Outros oradores na comemoração acadêmica de Wittenberg elogiaram Melanchthon como a "luz das boas artes" (bonarum artium lumen) Seus estudos em filologia e história, filosofia e retórica, física e matemática, eles argumentaram, forneceram a base para a cultura contemporânea. Esses Studia deve, portanto, ser preservado, expandido e defendido. Onde quer que humanitas foi valorizado - mesmo no mundo católico, segundo eles - Melanchthon era celebrado. Nota de rodapé 80 O "professor universal da Alemanha" não pertencia a teólogos ou luteranos; era antes "o grande servo da humanidade" e pertencia a todos. Em um poema, Benjamin Gottlieb Lorenz Boden, mestre de artes de Wittenberg, um dos alunos de doutorado de Crucius e, a partir de 1766, professor de antiguidades de Wittenberg, elogiou Melanchthon pela heróica 'luta contra a ignorância' e descreveu como ele - ou seu 'espírito' - elevou-se acima dos ataques de Flacius em seu próprio tempo ou de Leonhard Hütter em outro. Nota de rodapé 81 Titius inscreveu o interesse de Melanchthon pela física e matemática, junto com sua reputação como um observador de estrelas, na história de sua própria atividade intelectual: Melanchthon, afirmou ele, criou o cenário para as descobertas modernas relativas ao movimento planetário. Nota de rodapé 82

Além disso, Wittenberg realizou um serviço memorial público na Igreja do Castelo em 5 de maio de 1760. O reitor da universidade e professor de física, Georg Matthias Bose, presidiu o evento. A pesquisa de Bose em eletricidade, o novo ramo emergente da ciência, trouxe toda a força da vida intelectual de Wittenberg a um cenário europeu mais amplo que incluiu Londres, Paris e São Petersburgo. Sua correspondência científica abrangeu autoridades do Vaticano em Roma e acadêmicos muçulmanos em Istambul. Embora ele se mantivesse a par dos desenvolvimentos atuais, é claro, ele também alegou que seu antecessor, Melanchthon, "o estudioso mais famoso da Alemanha", foi sua grande fonte de inspiração.
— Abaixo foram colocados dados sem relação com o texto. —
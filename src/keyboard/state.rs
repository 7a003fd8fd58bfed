//! Currently held keys and their repeat counters

use super::{KeyEvent, KeyState};
use std::collections::BTreeMap;

/// Snapshot of held keys: key name -> repeat counter
pub type ActiveKeys = BTreeMap<String, u32>;

/// Outcome of applying a key event to the active set
#[derive(Debug, Clone, Copy, PartialEq, Eq)]
pub enum Transition {
    /// The event was recorded and should be reported
    Applied,
    /// A repeat for a key that is not held; nothing was recorded
    Ignored,
}

/// Mapping of held keys to repeat counters.
///
/// A key is present exactly while it is held: inserted on `Down`, counted up
/// on `Hold`, removed on `Up`.
#[derive(Debug, Clone, Default, PartialEq, Eq)]
pub struct ActiveKeySet {
    keys: ActiveKeys,
}

impl ActiveKeySet {
    pub fn new() -> Self {
        Self::default()
    }

    /// Apply a decoded key event and update state
    pub fn apply(&mut self, event: &KeyEvent) -> Transition {
        match event.key_state {
            KeyState::Down => {
                // A second Down without an Up keeps the existing counter
                self.keys.entry(event.key_name.to_string()).or_insert(1);
                Transition::Applied
            }
            KeyState::Hold => match self.keys.get_mut(event.key_name) {
                Some(count) => {
                    *count = count.saturating_add(1);
                    Transition::Applied
                }
                None => Transition::Ignored,
            },
            KeyState::Up => {
                self.keys.remove(event.key_name);
                Transition::Applied
            }
        }
    }

    /// Repeat counter of a held key
    pub fn count(&self, key_name: &str) -> Option<u32> {
        self.keys.get(key_name).copied()
    }

    pub fn is_held(&self, key_name: &str) -> bool {
        self.keys.contains_key(key_name)
    }

    pub fn len(&self) -> usize {
        self.keys.len()
    }

    pub fn is_empty(&self) -> bool {
        self.keys.is_empty()
    }

    /// Borrow the current mapping
    pub fn keys(&self) -> &ActiveKeys {
        &self.keys
    }

    /// Owned copy of the current mapping
    pub fn snapshot(&self) -> ActiveKeys {
        self.keys.clone()
    }

    pub fn clear(&mut self) {
        self.keys.clear();
    }
}

/// Render a snapshot as `{KEY_A: 1, KEY_B: 3}`
pub fn format_active_keys(keys: &ActiveKeys) -> String {
    let body = keys
        .iter()
        .map(|(name, count)| format!("{name}: {count}"))
        .collect::<Vec<_>>()
        .join(", ");
    format!("{{{body}}}")
}
//! Input devices, key decoding and key state tracking

pub mod catalog;
pub mod device;
pub mod engine;
pub mod event;
#[cfg(target_os = "linux")]
mod evdev_device;
pub mod keymap;
mod search;
mod state;

pub use catalog::{sort_by_path, CatalogError, DeviceCatalog, DeviceEnumerator};
pub use device::{DeviceCapabilities, DeviceInfo, InputDeviceSource};
pub use engine::{
    CallbackError, CallbackResult, EngineError, KeyCallbackFn, KeyStateEngine, LoopExit,
};
#[cfg(target_os = "linux")]
pub use evdev_device::{EvdevEnumerator, InputDevice, DEFAULT_INPUT_DIR};
pub use event::{decode_event, DecodeError, KeyEvent, KeyState, RawEvent};
pub use search::SearchCriteria;
pub use state::{format_active_keys, ActiveKeySet, ActiveKeys, Transition};
//! Scripted devices and event constructors for tests
//!
//! Lets the catalog and the read loop run without touching `/dev/input`.

use crate::keyboard::catalog::{CatalogError, DeviceEnumerator};
use crate::keyboard::device::{DeviceCapabilities, InputDeviceSource};
use crate::keyboard::event::{RawEvent, EV_KEY, EV_MSC, EV_REL, EV_SYN};
use std::collections::VecDeque;
use std::io;
use std::path::{Path, PathBuf};

/// Creates a raw event of any type.
pub fn raw(event_type: u16, code: u16, value: i32) -> RawEvent {
    RawEvent::new(event_type, code, value)
}

/// Key press (value 1)
pub fn key_down(code: u16) -> RawEvent {
    raw(EV_KEY, code, 1)
}

/// Auto-repeat (value 2)
pub fn key_hold(code: u16) -> RawEvent {
    raw(EV_KEY, code, 2)
}

/// Key release (value 0)
pub fn key_up(code: u16) -> RawEvent {
    raw(EV_KEY, code, 0)
}

/// `SYN_REPORT` separator
pub fn syn_report() -> RawEvent {
    raw(EV_SYN, 0, 0)
}

/// Press followed by release, each with its sync report, the way a keyboard
/// driver emits them.
pub fn tap(code: u16) -> Vec<RawEvent> {
    vec![
        raw(EV_MSC, 4, 458_752 + code as i32),
        key_down(code),
        syn_report(),
        key_up(code),
        syn_report(),
    ]
}

#[derive(Debug, Clone)]
enum Step {
    Event(RawEvent),
    Fail(io::ErrorKind),
}

/// An input device that replays a fixed script
#[derive(Debug, Clone)]
pub struct ScriptedDevice {
    path: PathBuf,
    name: String,
    phys: Option<String>,
    capabilities: DeviceCapabilities,
    script: VecDeque<Step>,
}

impl ScriptedDevice {
    pub fn new(path: impl Into<PathBuf>, name: impl Into<String>, capabilities: DeviceCapabilities) -> Self {
        Self {
            path: path.into(),
            name: name.into(),
            phys: None,
            capabilities,
            script: VecDeque::new(),
        }
    }

    /// A device advertising key events
    pub fn keyboard(path: impl Into<PathBuf>, name: impl Into<String>) -> Self {
        Self::new(path, name, DeviceCapabilities::new([EV_SYN, EV_KEY, EV_MSC]))
    }

    /// A pure pointer device without key events
    pub fn mouse(path: impl Into<PathBuf>, name: impl Into<String>) -> Self {
        Self::new(path, name, DeviceCapabilities::new([EV_SYN, EV_REL]))
    }

    pub fn with_phys(mut self, phys: impl Into<String>) -> Self {
        self.phys = Some(phys.into());
        self
    }

    pub fn with_events(mut self, events: impl IntoIterator<Item = RawEvent>) -> Self {
        self.script.extend(events.into_iter().map(Step::Event));
        self
    }

    /// Fail the read at this point of the script
    pub fn with_failure(mut self, kind: io::ErrorKind) -> Self {
        self.script.push_back(Step::Fail(kind));
        self
    }

    /// Script steps not yet consumed
    pub fn remaining(&self) -> usize {
        self.script.len()
    }
}

impl InputDeviceSource for ScriptedDevice {
    fn name(&self) -> &str {
        &self.name
    }

    fn path(&self) -> &Path {
        &self.path
    }

    fn phys(&self) -> Option<&str> {
        self.phys.as_deref()
    }

    fn capabilities(&self) -> &DeviceCapabilities {
        &self.capabilities
    }

    fn next_event(&mut self) -> io::Result<Option<RawEvent>> {
        match self.script.pop_front() {
            Some(Step::Event(ev)) => Ok(Some(ev)),
            Some(Step::Fail(kind)) => Err(io::Error::new(kind, "scripted read failure")),
            None => Ok(None),
        }
    }
}

/// Enumerator over a fixed list of scripted devices
#[derive(Debug, Clone, Default)]
pub struct ScriptedEnumerator {
    entries: Vec<(PathBuf, Option<ScriptedDevice>)>,
    unavailable: Option<PathBuf>,
}

impl ScriptedEnumerator {
    pub fn new() -> Self {
        Self::default()
    }

    /// An enumerator whose device directory cannot be read
    pub fn unavailable(dir: impl Into<PathBuf>) -> Self {
        Self {
            entries: Vec::new(),
            unavailable: Some(dir.into()),
        }
    }

    pub fn with_device(mut self, device: ScriptedDevice) -> Self {
        self.entries.push((device.path.clone(), Some(device)));
        self
    }

    /// A node that is listed but fails to open with permission denied
    pub fn with_unopenable(mut self, path: impl Into<PathBuf>) -> Self {
        self.entries.push((path.into(), None));
        self
    }
}

impl DeviceEnumerator for ScriptedEnumerator {
    type Device = ScriptedDevice;

    fn device_paths(&self) -> Result<Vec<PathBuf>, CatalogError> {
        if let Some(dir) = &self.unavailable {
            return Err(CatalogError::Enumeration {
                dir: dir.clone(),
                source: io::Error::new(io::ErrorKind::NotFound, "no such directory"),
            });
        }
        Ok(self.entries.iter().map(|(path, _)| path.clone()).collect())
    }

    fn open(&self, path: &Path) -> io::Result<ScriptedDevice> {
        match self.entries.iter().find(|(p, _)| p == path) {
            Some((_, Some(device))) => Ok(device.clone()),
            Some((_, None)) => Err(io::Error::new(io::ErrorKind::PermissionDenied, "permission denied")),
            None => Err(io::Error::new(io::ErrorKind::NotFound, "no such device")),
        }
    }
}

#[cfg(test)]
mod tests {
    use super::*;

    #[test]
    fn scripted_device_replays_then_ends() {
        let mut dev = ScriptedDevice::keyboard("/dev/input/event0", "kbd").with_events(tap(30));
        assert_eq!(dev.remaining(), 5);
        let mut count = 0;
        while dev.next_event().unwrap().is_some() {
            count += 1;
        }
        assert_eq!(count, 5);
        assert!(dev.next_event().unwrap().is_none());
    }

    #[test]
    fn scripted_failure_surfaces_as_io_error() {
        let mut dev = ScriptedDevice::mouse("/dev/input/event1", "mouse")
            .with_failure(io::ErrorKind::PermissionDenied);
        let err = dev.next_event().unwrap_err();
        assert_eq!(err.kind(), io::ErrorKind::PermissionDenied);
    }

    #[test]
    fn unopenable_nodes_fail_to_open() {
        let e = ScriptedEnumerator::new().with_unopenable("/dev/input/event5");
        assert_eq!(e.device_paths().unwrap().len(), 1);
        let err = e.open(Path::new("/dev/input/event5")).unwrap_err();
        assert_eq!(err.kind(), io::ErrorKind::PermissionDenied);
    }
}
Nota de rodapé 83 Adolph Julian Bose, filho do reitor e mestre de Wittenberg, fez uma homenagem a Melanchthon em termos semelhantes e compôs uma cantata para a ocasião. Nota de rodapé 84

Os endereços fora de Tübingen, Leipzig e Wittenberg tinham o mesmo teor - e muitas vezes vinham de pessoas com conexões com essas mesmas instituições. Em duas publicações de Görlitz, por exemplo, Friedrich Baumeister, ex-conferencista na faculdade de filosofia de Wittenberg, insistiu que as sementes que Melanchthon plantou em sua época haviam finalmente florescido nas idéias de Thomasius e Wolff. Nota de rodapé 85 Juntos, o encomia todos retratavam Melanchthon como o grande professor da Alemanha que operou no plano europeu como o reformador educacional pioneiro e construtor de instituições como o intelecto mais expansivo desde a antiguidade e como o restaurador não tanto da teologia, mas das artes e ciências. Reimpressões e relatórios favoráveis ​​de 1760 endereços circularam amplamente. Quase todos eles apareceram no diário de Gottsched, Das neueste aus der anmuthigen Gelehrsamkeite outros locais. Contra o pano de fundo da Guerra dos Sete Anos, quando até mesmo grande parte da Igreja do Castelo de Wittenberg - 'a igreja-mãe de todo luteranismo evangélico', como disse um teólogo contemporâneo, aquele 'belo templo' do qual 'o ensino do Evangelho surgiu primeiro estendido e espalhado para o resto do mundo '- seria reduzido a um monte de cinzas, os palestrantes clamavam pela paz e pela manutenção e promoção da bolsa de estudos, com base no legado de Melanchthon, para o bem da unidade espiritual dos' alemães nação 'e, na verdade, da Europa. Nota de rodapé 86 Em suma, Melanchthon tornou-se um Aufklärer antes de o Aufklärung.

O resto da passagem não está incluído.